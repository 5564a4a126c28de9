//! The single-threaded orchestrator tying the engine together.
//!
//! A [`Session`] owns the store, the published [`EntityGraph`], the
//! navigation state, the scene synchronizer and the renderer. The host loop
//! drives it:
//!
//! - store notifications go through [`ChangeSignal`] and are handled by
//!   [`Session::process_changes`], which rebuilds the graph once per pending
//!   notification batch
//! - navigation ([`enter_class`](Session::enter_class),
//!   [`exit_class`](Session::exit_class)) and selection commands are
//!   synchronous and must not be issued while `process_changes` is running
//! - emitted [`SceneEvent`]s are collected with
//!   [`drain_events`](Session::drain_events)

use std::collections::VecDeque;

use log::{debug, info, warn};

use ontoscope_core::{
    entity::{EntityKey, EntityKind},
    graph::EntityGraph,
    identifier::Id,
};

use crate::{
    config::AppConfig,
    error::{ResourceError, UnresolvedReference},
    event::SceneEvent,
    extract::Extractor,
    layout,
    navigation::{CameraState, Navigator, Scope},
    resolve::{self, Resolver},
    scene::{Renderer, SceneSynchronizer, VisualHandle, visible_classes},
    selection::SelectionTracker,
    store::{ChangeSignal, Store},
};

/// Engine state for one store and one renderer.
///
/// # Examples
///
/// ```
/// # use ontoscope::{Session, config::AppConfig, store::{MemoryStore, ResourceRecord}};
/// # use ontoscope::scene::{EntityRef, Renderer};
/// struct Null;
/// impl Renderer for Null {
///     type Handle = ();
///     fn create_visual_handle(&mut self, _: EntityRef<'_>) {}
///     fn dispose_visual_handle(&mut self, _: ()) {}
///     fn refresh_visual_handle(&mut self, _: &mut (), _: EntityRef<'_>) {}
/// }
///
/// let store = MemoryStore::new();
/// store.add_class(ResourceRecord::new("ex:Person"));
///
/// let mut session = Session::new(store.clone(), Null, AppConfig::default());
/// store.attach_signal(session.change_signal());
///
/// let rt = tokio::runtime::Builder::new_current_thread().build().unwrap();
/// rt.block_on(session.load());
/// assert_eq!(session.graph().classes().len(), 1);
/// assert!(session.enter_class("ex:Person"));
/// ```
pub struct Session<S, R>
where
    S: Store,
    R: Renderer,
{
    store: S,
    extractor: Extractor,
    config: AppConfig,
    resolver: Resolver,
    graph: EntityGraph,
    epoch: u64,
    issues: Vec<ResourceError>,
    navigator: Navigator,
    camera: CameraState,
    scene: SceneSynchronizer<R::Handle>,
    unresolved: Vec<UnresolvedReference>,
    renderer: R,
    selection: SelectionTracker,
    signal: ChangeSignal,
    events: VecDeque<SceneEvent>,
}

impl<S, R> Session<S, R>
where
    S: Store,
    R: Renderer,
{
    /// Creates a session with an empty graph at the top level.
    ///
    /// Nothing is extracted until [`load`](Self::load) or
    /// [`process_changes`](Self::process_changes) runs.
    pub fn new(store: S, renderer: R, config: AppConfig) -> Self {
        let resolver = Resolver::new(config.resolve().strategies());
        let camera = config.camera().default_state();
        Self {
            store,
            extractor: Extractor::new(),
            config,
            resolver,
            graph: EntityGraph::new(),
            epoch: 0,
            issues: Vec::new(),
            navigator: Navigator::new(),
            camera,
            scene: SceneSynchronizer::new(),
            unresolved: Vec::new(),
            renderer,
            selection: SelectionTracker::new(),
            signal: ChangeSignal::new(),
            events: VecDeque::new(),
        }
    }

    /// Replaces the extractor, e.g. with a seeded one.
    pub fn with_extractor(mut self, extractor: Extractor) -> Self {
        self.extractor = extractor;
        self
    }

    /// The signal the store must raise on every mutation.
    pub fn change_signal(&self) -> ChangeSignal {
        self.signal.clone()
    }

    /// Marks the store as changed.
    pub fn notify_changed(&self) {
        self.signal.notify();
    }

    /// Performs the initial extraction.
    pub async fn load(&mut self) -> usize {
        self.signal.notify();
        self.process_changes().await
    }

    /// Rebuilds the graph while change notifications are pending and
    /// returns the number of extraction passes run.
    ///
    /// Notifications raised while a pass is in flight are coalesced into
    /// exactly one follow-up pass.
    pub async fn process_changes(&mut self) -> usize {
        let mut passes = 0;
        while self.signal.take() {
            passes += 1;
            self.rebuild().await;
        }
        if passes > 0 {
            debug!(passes = passes, epoch = self.epoch; "Store changes processed");
        }
        passes
    }

    async fn rebuild(&mut self) {
        match self.extractor.extract(&self.store).await {
            Ok(extraction) => {
                let (graph, issues) = extraction.into_parts();
                self.issues = issues;
                self.publish(graph);
            }
            Err(err) => {
                warn!(err:% = err, epoch = self.epoch; "Extraction failed, keeping the previous graph");
            }
        }
    }

    fn publish(&mut self, graph: EntityGraph) {
        self.graph = graph;
        self.epoch += 1;
        self.selection.reapply(&mut self.graph);
        self.layout_scope();
        info!(epoch = self.epoch, entities = self.graph.len(); "Graph published");
        self.events.push_back(SceneEvent::GraphUpdated { epoch: self.epoch });
        self.synchronize();
    }

    fn layout_scope(&mut self) {
        let in_scope: Vec<Id> = visible_classes(&self.graph, self.navigator.scope())
            .into_iter()
            .collect();
        layout::assign_positions(&mut self.graph, &in_scope, self.config.layout());
    }

    fn synchronize(&mut self) {
        let report = self.scene.sync(
            &self.graph,
            self.epoch,
            self.navigator.scope(),
            &self.resolver,
            &mut self.renderer,
        );
        self.events.push_back(SceneEvent::SceneUpdated {
            created: report.created,
            disposed: report.disposed,
        });
        self.unresolved = report.unresolved;
    }

    /// Drills into the visible class `id`.
    ///
    /// The identifier is canonicalized and must name a visible class
    /// exactly, or be a bare local name shared by exactly one visible class.
    /// Returns `false` and leaves everything untouched otherwise.
    pub fn enter_class(&mut self, id: &str) -> bool {
        let visible = visible_classes(&self.graph, self.navigator.scope());
        let reference = Id::canonical(id);
        let target = resolve::scope_target(reference, &visible).unwrap_or(reference);
        let framing = self.config.camera().default_state();

        if self
            .navigator
            .enter(target, &visible, &mut self.camera, framing)
            .is_err()
        {
            return false;
        }
        self.events.push_back(SceneEvent::ScopeEntered(target));
        self.layout_scope();
        self.synchronize();
        true
    }

    /// Returns to the previous scope and camera.
    ///
    /// Returns `false` at the top level, where nothing changes.
    pub fn exit_class(&mut self) -> bool {
        let Ok(exited) = self.navigator.exit(&mut self.camera) else {
            return false;
        };
        self.events.push_back(SceneEvent::ScopeExited(exited));
        self.layout_scope();
        self.synchronize();
        true
    }

    pub fn select(&mut self, kind: EntityKind, id: Id) -> bool {
        self.set_selected(kind, id, true)
    }

    pub fn deselect(&mut self, kind: EntityKind, id: Id) -> bool {
        self.set_selected(kind, id, false)
    }

    /// Sets the selected flag of one entity and refreshes its handle only.
    ///
    /// Returns `true` if the flag changed.
    pub fn set_selected(&mut self, kind: EntityKind, id: Id, value: bool) -> bool {
        let key = EntityKey::new(kind, id);
        if !self.selection.set_selected(&mut self.graph, key, value) {
            return false;
        }
        self.scene.refresh(key, &self.graph, &mut self.renderer);
        true
    }

    /// Moves the hover to `key`, or clears it. Returns the number of
    /// handles refreshed.
    pub fn hover(&mut self, key: Option<EntityKey>) -> usize {
        let touched = self.selection.hover(&mut self.graph, key);
        let mut refreshed = 0;
        for key in touched {
            if self.scene.refresh(key, &self.graph, &mut self.renderer) {
                refreshed += 1;
            }
        }
        refreshed
    }

    /// Records where the host moved the camera.
    pub fn set_camera(&mut self, camera: CameraState) {
        self.camera = camera;
    }

    pub fn camera(&self) -> CameraState {
        self.camera
    }

    pub fn scope(&self) -> Scope {
        self.navigator.scope()
    }

    /// Classes entered so far, outermost first.
    pub fn path(&self) -> Vec<Id> {
        self.navigator.path()
    }

    pub fn depth(&self) -> usize {
        self.navigator.depth()
    }

    /// The latest published graph.
    pub fn graph(&self) -> &EntityGraph {
        &self.graph
    }

    /// Number of graphs published so far.
    pub fn epoch(&self) -> u64 {
        self.epoch
    }

    /// Resources skipped by the latest successful extraction.
    pub fn issues(&self) -> &[ResourceError] {
        &self.issues
    }

    /// References left unresolved by the latest synchronization pass.
    pub fn unresolved(&self) -> &[UnresolvedReference] {
        &self.unresolved
    }

    pub fn selection(&self) -> &SelectionTracker {
        &self.selection
    }

    pub fn handles(&self) -> impl Iterator<Item = &VisualHandle<R::Handle>> {
        self.scene.handles()
    }

    pub fn store(&self) -> &S {
        &self.store
    }

    pub fn renderer(&self) -> &R {
        &self.renderer
    }

    pub fn renderer_mut(&mut self) -> &mut R {
        &mut self.renderer
    }

    /// Removes and returns every queued event, oldest first.
    pub fn drain_events(&mut self) -> Vec<SceneEvent> {
        self.events.drain(..).collect()
    }

    /// Disposes every handle and hands the renderer back.
    pub fn into_renderer(mut self) -> R {
        let disposed = self.scene.clear(&mut self.renderer);
        debug!(disposed = disposed; "Session closed");
        self.renderer
    }
}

———

YOUR ASSIGNMENT: Of all the entries above, output exactly the lines between the one holding "pub fn depth(&self)" and the one holding "pub fn epoch(&self)", inclusive.

EXPECTED ANSWER:
    pub fn depth(&self) -> usize {
        self.navigator.depth()
    }

    /// The latest published graph.
    pub fn graph(&self) -> &EntityGraph {
        &self.graph
    }

    /// Number of graphs published so far.
    pub fn epoch(&self) -> u64 {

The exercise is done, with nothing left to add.